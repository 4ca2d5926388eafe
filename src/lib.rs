//! Hemmer DigitalOcean Provider
//!
//! This crate exposes DigitalOcean cloud resources (NFS shares and snapshots,
//! VPC NAT gateways, BYOIP prefixes, Droplet autoscale pools, container
//! registries and Docker credentials, partner interconnect attachments, VPCs,
//! uptime checks, and GradientAI agents, keys and routes) as declarative
//! resources and data sources for the Hemmer host runtime.
//!
//! # Overview
//!
//! - **Schema types**: typed attribute declarations with validators and defaults
//! - **Lifecycle engine**: create/read/update/delete/import per resource, behind
//!   the [`ProviderService`] trait the host drives
//! - **Waiter**: poll-until-target for asynchronously provisioned objects
//! - **Retry coordinator**: retryable vs terminal failures under a deadline
//! - **Attachment protocol**: detach-then-attach for NFS shares moving between VPCs
//! - **Credential lifecycle**: Docker credential issue, refresh and revoke
//! - **Data-source lookup**: paginated list plus by-name / regex / most-recent selection
//! - **Logging**: integration with `tracing`, written to stderr
//!
//! # Quick Start
//!
//! ```ignore
//! use hemmer_provider_digitalocean::{init_logging, DigitalOceanProvider, ProviderService};
//! use serde_json::json;
//!
//! #[tokio::main]
//! async fn main() -> Result<(), Box<dyn std::error::Error>> {
//!     init_logging();
//!
//!     let provider = DigitalOceanProvider::new()?;
//!     provider.configure(json!({"token": "dop_v1_..."})).await?;
//!
//!     let state = provider
//!         .create(
//!             "digitalocean_nfs",
//!             json!({"name": "share", "region": "atl1", "size": 50, "vpc_id": "..."}),
//!         )
//!         .await?;
//!     println!("{}", state["host"]);
//!     Ok(())
//! }
//! ```

#![warn(missing_docs)]
#![warn(clippy::all)]

pub mod attachment;
pub mod client;
pub mod config;
pub mod context;
pub mod credentials;
pub mod error;
pub mod logging;
pub mod lookup;
pub mod mapping;
pub mod pagination;
pub mod plan;
pub mod provider;
pub mod registry;
pub mod resource;
pub mod resources;
pub mod retry;
pub mod schema;
pub mod service;
pub mod state;
pub mod testing;
pub mod types;
pub mod validation;
pub mod waiter;

// Re-export main types at crate root
pub use client::{Client, HttpTransport, Method, Transport};
pub use config::ProviderConfig;
pub use context::OpContext;
pub use error::{ApiError, ProviderError};
pub use logging::{init_logging, init_logging_with_default, try_init_logging};
pub use provider::{DigitalOceanProvider, ProviderMeta};
pub use registry::ResourceRegistry;
pub use resource::{DataSource, Resource, Timeouts};
pub use schema::ProviderSchema;
pub use service::ProviderService;
pub use state::ResourceData;
pub use types::{
    AttributeChange, ImportedResource, PlanResult, ProviderMetadata, Sensitive,
    ServerCapabilities,
};
pub use validation::{is_valid, validate, validate_result};
pub use waiter::{StateChangeConf, WaitError};

// Re-export async_trait for convenience
pub use async_trait::async_trait;

// Re-export commonly used external types
pub use serde_json;
pub use tracing;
---
### WORK REQUIRED
When you reach the end of the data above, set it all down again unchanged.

### ANSWER BOX
repository 4ca2d5926388eafe
filename src/lib.rs
//! Hemmer DigitalOcean Provider
//!
//! This crate exposes DigitalOcean cloud resources (NFS shares and snapshots,
//! VPC NAT gateways, BYOIP prefixes, Droplet autoscale pools, container
//! registries and Docker credentials, partner interconnect attachments, VPCs,
//! uptime checks, and GradientAI agents, keys and routes) as declarative
//! resources and data sources for the Hemmer host runtime.
//!
//! # Overview
//!
//! - **Schema types**: typed attribute declarations with validators and defaults
//! - **Lifecycle engine**: create/read/update/delete/import per resource, behind
//!   the [`ProviderService`] trait the host drives
//! - **Waiter**: poll-until-target for asynchronously provisioned objects
//! - **Retry coordinator**: retryable vs terminal failures under a deadline
//! - **Attachment protocol**: detach-then-attach for NFS shares moving between VPCs
//! - **Credential lifecycle**: Docker credential issue, refresh and revoke
//! - **Data-source lookup**: paginated list plus by-name / regex / most-recent selection
//! - **Logging**: integration with `tracing`, written to stderr
//!
//! # Quick Start
//!
//! ```ignore
//! use hemmer_provider_digitalocean::{init_logging, DigitalOceanProvider, ProviderService};
//! use serde_json::json;
//!
//! #[tokio::main]
//! async fn main() -> Result<(), Box<dyn std::error::Error>> {
//!     init_logging();
//!
//!     let provider = DigitalOceanProvider::new()?;
//!     provider.configure(json!({"token": "dop_v1_..."})).await?;
//!
//!     let state = provider
//!         .create(
//!             "digitalocean_nfs",
//!             json!({"name": "share", "region": "atl1", "size": 50, "vpc_id": "..."}),
//!         )
//!         .await?;
//!     println!("{}", state["host"]);
//!     Ok(())
//! }
//! ```

#![warn(missing_docs)]
#![warn(clippy::all)]

pub mod attachment;
pub mod client;
pub mod config;
pub mod context;
pub mod credentials;
pub mod error;
pub mod logging;
pub mod lookup;
pub mod mapping;
pub mod pagination;
pub mod plan;
pub mod provider;
pub mod registry;
pub mod resource;
pub mod resources;
pub mod retry;
pub mod schema;
pub mod service;
pub mod state;
pub mod testing;
pub mod types;
pub mod validation;
pub mod waiter;

// Re-export main types at crate root
pub use client::{Client, HttpTransport, Method, Transport};
pub use config::ProviderConfig;
pub use context::OpContext;
pub use error::{ApiError, ProviderError};
pub use logging::{init_logging, init_logging_with_default, try_init_logging};
pub use provider::{DigitalOceanProvider, ProviderMeta};
pub use registry::ResourceRegistry;
pub use resource::{DataSource, Resource, Timeouts};
pub use schema::ProviderSchema;
pub use service::ProviderService;
pub use state::ResourceData;
pub use types::{
    AttributeChange, ImportedResource, PlanResult, ProviderMetadata, Sensitive,
    ServerCapabilities,
};
pub use validation::{is_valid, validate, validate_result};
pub use waiter::{StateChangeConf, WaitError};

// Re-export async_trait for convenience
pub use async_trait::async_trait;

// Re-export commonly used external types
pub use serde_json;
pub use tracing;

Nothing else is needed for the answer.